In the next series of posts, we turn to chapter 3 and ‘The Question of Justice’.

 

 

Lent 2019: Fleming Rutledge, The Crucifixion (4) theologia crucis

Rutledge_Understanding the Death of JC_wrk03_c.inddWe continue our Lenten series on Fleming Rutledge’s outstanding book, The Crucifixion: Understanding the Death of Jesus Christ (2015). We are in chapter 1, ‘The Primacy of the Cross’.

To be clear, I am not attempting to re-tell the author’s argument in every detail but am giving a sketch of the content of each chapter – probably two or three posts per chapter during Lent should just about bring us to the end of the book for Easter. Along the way I will try to make clear what are my comments and what are the author’s.

Chapter 1 makes an eloquent case for how the cross is the test of whether any Christian theology, or indeed any expression of Christianity, is authentically Christian or not. Without the cross at the centre there is a gaping empty hole.

Maintaining focus on the theologia crucis (theology of the cross) is extremely difficult, particularly in a Western culture of comfort and affirmation.

After reminding us of how all four gospels are structured around the cross as the climax of Jesus’ life and ministry, Rutledge concludes

The crucifixion is the touchstone of Christian authenticity, the unique feature by which everything else, including the resurrection, is given its true significance. (44)

What then is the relationship between the crucifixion and the resurrection? This is a key question for Rutledge.

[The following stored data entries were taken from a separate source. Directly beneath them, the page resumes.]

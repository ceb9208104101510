use chrono::Utc;
use sea_orm::{ActiveModelTrait, ColumnTrait, DatabaseConnection, DbErr, EntityTrait, QueryFilter, QueryOrder, QuerySelect, Set};

use crate::entities::history::{ActiveModel, Column, Entity, Model};

pub struct HistoryQueries;

impl HistoryQueries {
    #[allow(clippy::too_many_arguments)]
    pub async fn record(
        db: &DatabaseConnection,
        failure_id: i64,
        query: String,
        language: String,
        provider: String,
        status: String,
        results_found: i32,
        error_message: Option<String>,
        elapsed_seconds: Option<f64>,
    ) -> Result<Model, DbErr> {
        let active = ActiveModel {
            id: Default::default(),
            failure_id: Set(failure_id),
            query: Set(query),
            language: Set(language),
            provider: Set(provider),
            status: Set(status),
            results_found: Set(results_found),
            error_message: Set(error_message),
            elapsed_seconds: Set(elapsed_seconds),
            executed_at: Set(Utc::now()),
        };
        active.insert(db).await
    }

    pub async fn find_by_failure(
        db: &DatabaseConnection,
        failure_id: i64,
        limit: u64,
    ) -> Result<Vec<Model>, DbErr> {
        Entity::find()
            .filter(Column::FailureId.eq(failure_id))
            .order_by_desc(Column::ExecutedAt)
            .limit(limit)
            .all(db)
            .await
    }
}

Since the resurrection is God’s mighty transhistorical Yes to the historically crucified Son, we can assert that the crucifixion is the most important historical event that has ever happened. The resurrection, being a transhistorical event planted in history, does not cancel out the contradiction and shame of the cross in this present life; rather, the resurrection ratifies the cross as the way “until he comes”. (44).

A substantial part of this chapter then explores theologies which DO attempt to cancel out, side-line or bypass the crucifixion. Where the cross may not be so much denied, but it is not at the centre and the focus Christian life and experience is elsewhere.

Can you think of modern examples of such ‘cross-less Christianity-lite’ in your own experience? What would some symptoms of such a theology in preaching and worship?